West Virginia Route 97 is an east-west state highway in the U.S. state of West Virginia. The western terminus of the route is at U.S. Route 52 and West Virginia Route 80 in Hanover. The eastern terminus is at exit 42 of the West Virginia Turnpike (Interstate 64 and Interstate 77) in Mabscott.
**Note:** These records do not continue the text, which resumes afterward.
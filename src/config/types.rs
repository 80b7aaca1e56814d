//! Configuration types for incentive calculation.
//!
//! This module contains the strongly-typed configuration structures that
//! are deserialized from YAML configuration files, plus the built-in default
//! threshold table used when no tenant override exists for a position.

use std::collections::BTreeMap;

use rust_decimal::Decimal;
use serde::{Deserialize, Serialize};

use crate::error::{EngineError, EngineResult};
use crate::models::RosterEmployee;

/// Built-in thresholds per position: base, end of level 1, end of level 2.
const DEFAULT_THRESHOLDS: [(&str, [i64; 3]); 3] = [
    ("기사", [21_500_000, 25_500_000, 40_000_000]),
    ("선임기사", [23_000_000, 27_000_000, 42_000_000]),
    ("팀장", [24_500_000, 28_500_000, 45_500_000]),
];

/// Sales thresholds bounding the three incentive tiers for one position.
///
/// Serialized as a three-element sequence `[base, level1_end, level2_end]`.
///
/// # Example
///
/// ```
/// use incentive_engine::config::ThresholdTriple;
/// use rust_decimal::Decimal;
///
/// let triple = ThresholdTriple::new(
///     Decimal::from(24_500_000),
///     Decimal::from(28_500_000),
///     Decimal::from(45_500_000),
/// );
/// assert!(triple.is_monotonic());
/// ```
#[derive(Debug, Clone, Copy, PartialEq, Eq, Serialize, Deserialize)]
#[serde(from = "[Decimal; 3]", into = "[Decimal; 3]")]
pub struct ThresholdTriple {
    /// Sales at or below this earn nothing.
    pub base: Decimal,
    /// Upper bound of tier 1.
    pub level1_end: Decimal,
    /// Upper bound of tier 2; sales above it fall in tier 3.
    pub level2_end: Decimal,
}

impl ThresholdTriple {
    /// Creates a triple without validating it.
    pub fn new(base: Decimal, level1_end: Decimal, level2_end: Decimal) -> Self {
        Self {
            base,
            level1_end,
            level2_end,
        }
    }

    /// Returns true if `base <= level1_end <= level2_end`.
    pub fn is_monotonic(&self) -> bool {
        self.base <= self.level1_end && self.level1_end <= self.level2_end
    }

    /// Rejects a non-monotonic triple with `InvalidThresholds`.
    pub fn validate(&self, position: &str) -> EngineResult<()> {
        if self.is_monotonic() {
            Ok(())
        } else {
            Err(EngineError::InvalidThresholds {
                position: position.to_string(),
                base: self.base,
                level1_end: self.level1_end,
                level2_end: self.level2_end,
            })
        }
    }
}

impl From<[Decimal; 3]> for ThresholdTriple {
    fn from([base, level1_end, level2_end]: [Decimal; 3]) -> Self {
        Self::new(base, level1_end, level2_end)
    }
}

impl From<ThresholdTriple> for [Decimal; 3] {
    fn from(triple: ThresholdTriple) -> Self {
        [triple.base, triple.level1_end, triple.level2_end]
    }
}

/// Mapping from position name to its threshold triple.
///
/// # Example
///
/// ```
/// use incentive_engine::config::ThresholdTable;
/// use rust_decimal::Decimal;
///
/// let defaults = ThresholdTable::defaults();
/// assert_eq!(defaults.get("팀장").unwrap().base, Decimal::from(24_500_000));
/// assert!(defaults.get("공장장").is_none());
/// ```
#[derive(Debug, Clone, PartialEq, Eq, Default, Serialize, Deserialize)]
#[serde(transparent)]
pub struct ThresholdTable {
    entries: BTreeMap<String, ThresholdTriple>,
}

impl ThresholdTable {
    /// Creates an empty table.
    pub fn new() -> Self {
        Self::default()
    }

    /// The built-in default table.
    pub fn defaults() -> Self {
        DEFAULT_THRESHOLDS
            .iter()
            .map(|(position, [base, level1_end, level2_end])| {
                (
                    position.to_string(),
                    ThresholdTriple::new(
                        Decimal::from(*base),
                        Decimal::from(*level1_end),
                        Decimal::from(*level2_end),
                    ),
                )
            })
            .collect()
    }

    /// Looks up the triple for an exact position key.
    pub fn get(&self, position: &str) -> Option<&ThresholdTriple> {
        self.entries.get(position)
    }

    /// Inserts or replaces the triple for a position.
    pub fn insert(&mut self, position: impl Into<String>, triple: ThresholdTriple) {
        self.entries.insert(position.into(), triple);
    }

    /// Returns true if the table has no entries.
    pub fn is_empty(&self) -> bool {
        self.entries.is_empty()
    }

    /// Returns the number of positions in the table.
    pub fn len(&self) -> usize {
        self.entries.len()
    }

    /// Iterates entries in position order.
    pub fn iter(&self) -> impl Iterator<Item = (&String, &ThresholdTriple)> {
        self.entries.iter()
    }

    /// Rejects the table if any triple is not monotonic.
    pub fn validate(&self) -> EngineResult<()> {
        for (position, triple) in &self.entries {
            triple.validate(position)?;
        }
        Ok(())
    }

    /// Returns the defaults with this table's entries laid over them.
    pub fn overlaid_on_defaults(&self) -> Self {
        let mut effective = Self::defaults();
        for (position, triple) in &self.entries {
            effective.insert(position.clone(), *triple);
        }
        effective
    }
}

impl FromIterator<(String, ThresholdTriple)> for ThresholdTable {
    fn from_iter<I: IntoIterator<Item = (String, ThresholdTriple)>>(iter: I) -> Self {
        Self {
            entries: iter.into_iter().collect(),
        }
    }
}

/// Tenant settings from settings.yaml.
#[derive(Debug, Clone, Default, Deserialize)]
pub struct IncentiveSettings {
    /// Override thresholds; an empty map means "use the defaults".
    #[serde(default)]
    pub thresholds: ThresholdTable,
    /// Configured store names.
    #[serde(default)]
    pub stores: Vec<String>,
}

impl IncentiveSettings {
    /// Returns the override table, or `None` when no overrides are configured.
    pub fn override_thresholds(&self) -> Option<&ThresholdTable> {
        if self.thresholds.is_empty() {
            None
        } else {
            Some(&self.thresholds)
        }
    }
}

/// The employee roster from employees.yaml.
#[derive(Debug, Clone, Default, Deserialize)]
pub struct EmployeeRoster {
    /// All employees, active and inactive.
    pub employees: Vec<RosterEmployee>,
}

impl EmployeeRoster {
    /// Creates a roster from a list of employees.
    pub fn new(employees: Vec<RosterEmployee>) -> Self {
        Self { employees }
    }

    /// Finds the employee whose name matches, ignoring surrounding whitespace.
    ///
    /// Inactive employees still match, since someone who left mid-month can
    /// have sales for it. When a name appears more than once, the first
    /// active entry wins over inactive ones.
    pub fn find_by_name(&self, name: &str) -> Option<&RosterEmployee> {
        let name = name.trim();
        let mut matches = self.employees.iter().filter(|e| e.name.trim() == name);
        let first = matches.next()?;
        if first.is_active {
            return Some(first);
        }
        matches.find(|e| e.is_active).or(Some(first))
    }
}

/// The complete configuration loaded from a configuration directory.
#[derive(Debug, Clone, Default)]
pub struct IncentiveConfig {
    /// Tenant settings.
    settings: IncentiveSettings,
    /// Employee roster.
    roster: EmployeeRoster,
}

impl IncentiveConfig {
    /// Creates a config from its parts, rejecting non-monotonic thresholds.
    pub fn new(settings: IncentiveSettings, roster: EmployeeRoster) -> EngineResult<Self> {
        settings.thresholds.validate()?;
        Ok(Self { settings, roster })
    }

    /// Returns the tenant settings.
    pub fn settings(&self) -> &IncentiveSettings {
        &self.settings
    }

    /// Returns the employee roster.
    pub fn roster(&self) -> &EmployeeRoster {
        &self.roster
    }
}
//! Incentive eligibility policy.
//!
//! Two policy rules stop a calculation before thresholds are consulted, and
//! they are checked in this order:
//!
//! 1. Employees paid base salary only.
//! 2. The manager role, which never earns incentive.

use crate::models::{AuditStep, EmploymentClassification, IneligibleReason};

/// The position that never earns incentive.
pub const MANAGER_POSITION: &str = "공장장";

/// The result of the eligibility check, including the audit step.
#[derive(Debug, Clone)]
pub struct EligibilityResult {
    /// The policy rule that applied, if any.
    pub ineligible_reason: Option<IneligibleReason>,
    /// The audit step recording this check.
    pub audit_step: AuditStep,
}

/// Checks the policy rules that disqualify a row from incentive.
///
/// `position` is expected to be trimmed already.
///
/// # Examples
///
/// ```
/// use incentive_engine::calculation::check_eligibility;
/// use incentive_engine::models::IneligibleReason;
///
/// let result = check_eligibility("공장장", None, 1);
/// assert_eq!(result.ineligible_reason, Some(IneligibleReason::ManagerRole));
///
/// let result = check_eligibility("팀장", None, 1);
/// assert_eq!(result.ineligible_reason, None);
/// ```
pub fn check_eligibility(
    position: &str,
    classification: Option<&EmploymentClassification>,
    step_number: u32,
) -> EligibilityResult {
    let basic_salary_only = classification.is_some_and(|c| c.is_basic_salary_only());

    let ineligible_reason = if basic_salary_only {
        Some(IneligibleReason::BasicSalaryOnly)
    } else if position == MANAGER_POSITION {
        Some(IneligibleReason::ManagerRole)
    } else {
        None
    };

    let reasoning = match ineligible_reason {
        Some(IneligibleReason::BasicSalaryOnly) => {
            "Employee is paid base salary only - no incentive".to_string()
        }
        Some(IneligibleReason::ManagerRole) => {
            format!("Position '{}' is the manager role - no incentive", position)
        }
        _ => format!("Position '{}' is eligible for incentive", position),
    };

    let audit_step = AuditStep {
        step_number,
        rule_id: "eligibility".to_string(),
        rule_name: "Incentive Eligibility".to_string(),
        input: serde_json::json!({
            "position": position,
            "basic_salary_only": basic_salary_only,
        }),
        output: serde_json::json!({
            "eligible": ineligible_reason.is_none(),
            "reason": ineligible_reason.map(|r| r.code()),
        }),
        reasoning,
    };

    EligibilityResult {
        ineligible_reason,
        audit_step,
    }
}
West Virginia Route 16, which runs concurrent with WV 97 between Sophia and Mabscott, continues north into Beckley on Robert C. Byrd Drive, the right-of-way of both WV 16 and WV 97.

==Major intersections==

| County | Location | mi | km | Destinations | Notes |
| Wyoming | Hanover | 0.0 | 0.0 | US 52 / WV 80 – Welch, Williamson, Gilbert |  |
| Baileysville |  |  | WV 971 north – Oceana | Southern terminus of WV 971. |
| Pineville |  |  | WV 10 south – Mullens, Welch | Western terminus of WV 10 concurrency. |
|  |  | WV 10 north – Logan | Eastern terminus of WV 10 concurrency. |
| Maben |  |  | WV 54 south – Mullens | Southern terminus of WV 54 concurrency. |
| Raleigh | Lester |  |  | WV 305 north | Southern terminus of WV 305. |
| ​ |  |  | WV 16 north / WV 121 south – Beckley | interchange westbound: east end of WV 54 overlap |
| ​ |  |  | WV 16 south – Sophia | eastbound intersection only: east end of WV 54 overlap; west end of WV 16 overlap |
| ​ |  |  | WV 121 south (local traffic only) / WV 16 south – Sophia | interchange; southbound exit and northbound entrance westbound: west end of WV 16 overlap |
| MacArthur |  |  | I-64 / I-77 / WV 16 north – Charleston, Bluefield, Beckley | I-77 exit 42; east end of WV 16 overlap |
1.000 mi = 1.609 km; 1.000 km = 0.621 mi Concurrency terminus;

==History==
State Route 97 connects U.S. Highway 52 in the western end of Wyoming County with the county seat of Pineville and goes on to State Route 54 in Maben. Following the linkage of Interstate 64 to the West Virginia Turnpike south of Beckley, the state continued State Route 97 signage across existing State Route 54 to State Route 16 in Sophia and on to the junction with the Turnpike's newly constructed South Valley Drive (now renamed Robert C. Byrd Drive) exit number 42. As a main thoroughfare in Wyoming County, Route 97 serves the coal industry and its workers, and the heavy truck traffic following brought many accidents and made maintenance nearly impossible. The last 20 years have brought improvements and widening to the road, and it could soon lose much traffic to the Coalfields Expressway, a highway that will link the Turnpike to Pineville, Welch, and Buchanan County, Virginia.